Retype the full listing without altering anything.

========

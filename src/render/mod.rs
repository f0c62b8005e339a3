//! Text rendering of pixel grids
//!
//! Maps each pixel of an already oriented and resized grid to a glyph from
//! a brightness ramp, optionally wrapped in true-color terminal escapes.

pub mod charset;
pub mod luminance;
pub mod printer;

pub use charset::{preset_names, Charset, DEFAULT_CHARSET};
pub use printer::TextRenderer;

========

§ **COMPLETED EXERCISE**
filename src/render/mod.rs
repository f0c62b8005e339a3
//! Text rendering of pixel grids
//!
//! Maps each pixel of an already oriented and resized grid to a glyph from
//! a brightness ramp, optionally wrapped in true-color terminal escapes.

pub mod charset;
pub mod luminance;
pub mod printer;

pub use charset::{preset_names, Charset, DEFAULT_CHARSET};
pub use printer::TextRenderer;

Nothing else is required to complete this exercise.